[Start of section]

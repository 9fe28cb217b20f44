//! End-to-end pipeline: decode → cache → bind → build
//!
//! One call runs all stages synchronously. Fatal conditions surface as
//! [`PipelineError`](crate::types::PipelineError); everything recoverable ends
//! up in the returned [`PipelineOutcome`].

use crate::binder::{bind, ChannelResolver};
use crate::builder::{BuildReport, CancellationToken, TrackBuilder, TrackSink};
use crate::cache::{CacheCoordinator, CacheDescriptor, CacheStatus};
use crate::config::{DecodeConfig, PipelineConfig};
use crate::decoder::{FrameDecoder, SkippedLine};
use crate::types::{FrameTable, Result};
use std::path::Path;

/// Everything a finished run reports
#[derive(Debug, Clone)]
pub struct PipelineOutcome {
    pub report: BuildReport,
    pub cache_status: CacheStatus,
    /// Header of the table the tracks were built from
    pub channel_names: Vec<String>,
    /// Source lines dropped by the skip-line policy (empty when the cache was reused)
    pub skipped_lines: Vec<SkippedLine>,
}

impl PipelineOutcome {
    /// True when nothing was skipped, unresolved, rejected or cancelled
    pub fn is_clean(&self) -> bool {
        self.report.is_clean() && self.skipped_lines.is_empty()
    }
}

/// Load the frame table for `config`, going through the cache
///
/// A reused cache whose header disagrees with `config.decode` is regenerated
/// from the source. Without a source it is kept and the mismatch is logged.
pub fn load_table(config: &PipelineConfig) -> Result<(FrameTable, CacheStatus, Vec<SkippedLine>)> {
    let descriptor = CacheDescriptor::probe(&config.source_path, &config.cache_path)?;
    let mut skipped_lines = Vec::new();
    let mut decode = |source: &Path| -> Result<FrameTable> {
        let (table, skipped) = FrameDecoder::decode_file(source, &config.decode)?;
        skipped_lines = skipped;
        Ok(table)
    };

    let (mut table, mut status) = CacheCoordinator::new()
        .with_bypass(config.bypass_cache)
        .ensure_table(&descriptor, &mut decode)?;

    if status == CacheStatus::Reused && !header_matches(&table, &config.decode) {
        if descriptor.source_exists() {
            log::warn!(
                "Cached table {:?} has {} channels, expected {}; regenerating",
                descriptor.cache_path,
                table.num_channels(),
                config.decode.expected_arity
            );
            (table, _) = CacheCoordinator::new()
                .with_bypass(true)
                .ensure_table(&descriptor, &mut decode)?;
            status = CacheStatus::Regenerated;
        } else {
            log::warn!(
                "Cached table {:?} has {} channels, expected {}; source is gone, using it as is",
                descriptor.cache_path,
                table.num_channels(),
                config.decode.expected_arity
            );
        }
    }

    for frame_index in table.validate()? {
        log::warn!("Frame {} is narrower than the table header", frame_index);
    }

    log::info!(
        "Frame table ready ({:?}): {} frames x {} channels",
        status,
        table.num_frames(),
        table.num_channels()
    );

    Ok((table, status, skipped_lines))
}

/// Whether a table's header is what decoding with `decode` would produce
fn header_matches(table: &FrameTable, decode: &DecodeConfig) -> bool {
    match &decode.channel_names {
        Some(names) => table.channel_names == *names,
        None => table.num_channels() == decode.expected_arity,
    }
}

/// Run the whole pipeline
///
/// The resolver and sink must agree on the handle type. `cancel`, if given,
/// is checked between channels during the build.
pub fn run<R, S>(
    config: &PipelineConfig,
    resolver: &mut R,
    sink: &mut S,
    cancel: Option<CancellationToken>,
) -> Result<PipelineOutcome>
where
    R: ChannelResolver,
    R::Handle: Sync,
    S: TrackSink<Handle = R::Handle>,
{
    log::info!(
        "Pipeline start: {:?} -> {:?} ({} channels, {} fps, x{})",
        config.source_path,
        config.cache_path,
        config.decode.expected_arity,
        config.frame_rate,
        config.scale.multiplier
    );

    let (table, cache_status, skipped_lines) = load_table(config)?;
    let bindings = bind(&table.channel_names, resolver, &config.scale)?;

    let mut builder = TrackBuilder::new().with_parallel(config.parallel);
    if let Some(token) = cancel {
        builder = builder.with_cancellation(token);
    }
    let report = builder.build(&table, &bindings, sink);

    Ok(PipelineOutcome {
        report,
        cache_status,
        channel_names: table.channel_names,
        skipped_lines,
    })
}
//! Run summaries and exit codes
//!
//! Fatal errors never reach this module; everything here describes a run that
//! finished, fully or partially.

use anyhow::{Context, Result};
use dmx_track_core::pipeline::PipelineOutcome;
use dmx_track_core::{CacheStatus, FrameTable};
use std::fs::File;
use std::io::{BufWriter, Write};
use std::path::Path;

/// Every channel bound and accepted, nothing skipped
pub const EXIT_SUCCESS: i32 = 0;
/// Fatal error: nothing was built
pub const EXIT_FATAL: i32 = 1;
/// Run finished with unresolved, failed or skipped items
pub const EXIT_PARTIAL: i32 = 2;

/// Exit code for a finished run
pub fn exit_code(outcome: &PipelineOutcome) -> i32 {
    if outcome.is_clean() {
        EXIT_SUCCESS
    } else {
        EXIT_PARTIAL
    }
}

fn cache_label(status: CacheStatus) -> &'static str {
    match status {
        CacheStatus::Regenerated => "regenerated",
        CacheStatus::Reused => "reused",
        CacheStatus::Bypassed => "bypassed (regenerated)",
    }
}

/// Print the end-of-run summary
pub fn print_summary(outcome: &PipelineOutcome, frame_rate: f64) {
    let report = &outcome.report;
    let name = |index: usize| outcome.channel_names.get(index).map(String::as_str).unwrap_or("?");

    println!("═══════════════════════════════════════════════");
    println!("  DMX Track Build Summary");
    println!("═══════════════════════════════════════════════\n");

    println!("  Cache:       {}", cache_label(outcome.cache_status));
    println!(
        "  Frames:      {} ({:.2}s at {} fps)",
        report.frames_processed,
        report.frames_processed as f64 / frame_rate,
        frame_rate
    );
    println!("  Succeeded:   {}", report.channels_succeeded.len());
    println!("  Failed:      {}", report.channels_failed.len());
    println!("  Unresolved:  {}", report.channels_unresolved.len());
    println!("  Keyframes:   {}", report.keyframes_submitted);

    if !outcome.skipped_lines.is_empty() {
        println!("\n⚠️  Skipped source lines:");
        for skipped in &outcome.skipped_lines {
            println!("  line {}: invalid token {:?}", skipped.line_number, skipped.token);
        }
    }

    if !report.channels_unresolved.is_empty() {
        println!("\n⚠️  Unresolved channels:");
        for &index in &report.channels_unresolved {
            println!("  {} ({})", index, name(index));
        }
    }

    if !report.channels_failed.is_empty() {
        println!("\n✗ Failed channels:");
        for failure in &report.channels_failed {
            println!("  {} ({}): {}", failure.channel_index, name(failure.channel_index), failure.reason);
        }
    }

    if !report.missing_values.is_empty() {
        println!("\n⚠️  Missing values: {} keys skipped", report.missing_values.len());
        for missing in report.missing_values.iter().take(10) {
            println!("  channel {} frame {}", missing.channel_index, missing.frame_index);
        }
        if report.missing_values.len() > 10 {
            println!("  ... and {} more", report.missing_values.len() - 10);
        }
    }

    if let Some(channel) = report.cancelled_at {
        println!("\n⚠️  Build cancelled before channel {} ({})", channel, name(channel));
    }

    if outcome.is_clean() {
        println!("\n✓ All channels built");
    }
}

/// Write the build report as JSON
pub fn write_report_json(outcome: &PipelineOutcome, path: &Path) -> Result<()> {
    let file = File::create(path).with_context(|| format!("Failed to create report file: {:?}", path))?;
    let mut writer = BufWriter::new(file);
    serde_json::to_writer_pretty(&mut writer, &outcome.report)
        .with_context(|| format!("Failed to write report file: {:?}", path))?;
    writer.flush()?;
    log::debug!("Build report written to {:?}", path);
    Ok(())
}

/// Print per-channel statistics for a table
pub fn print_table_stats(table: &FrameTable, status: CacheStatus, frame_rate: f64) {
    println!("═══════════════════════════════════════════════");
    println!("  Frame Table");
    println!("═══════════════════════════════════════════════\n");

    println!("  Cache:     {}", cache_label(status));
    println!("  Channels:  {}", table.num_channels());
    println!(
        "  Frames:    {} ({:.2}s at {} fps)\n",
        table.num_frames(),
        table.num_frames() as f64 / frame_rate,
        frame_rate
    );

    println!("  {:<16} {:>8} {:>8} {:>8}", "channel", "min", "max", "mean");
    for (index, channel_name) in table.channel_names.iter().enumerate() {
        match table.channel_stats(index) {
            Some(s) => println!("  {:<16} {:>8.3} {:>8.3} {:>8.3}", channel_name, s.min, s.max, s.mean),
            None => println!("  {:<16} {:>8} {:>8} {:>8}", channel_name, "-", "-", "-"),
        }
    }
}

[End of section]

_What the task requires_.
Copy out every line of the records that the string "PipelineConfig" appears in.

_Solution_.
use crate::config::{DecodeConfig, PipelineConfig};
pub fn load_table(config: &PipelineConfig) -> Result<(FrameTable, CacheStatus, Vec<SkippedLine>)> {
    config: &PipelineConfig,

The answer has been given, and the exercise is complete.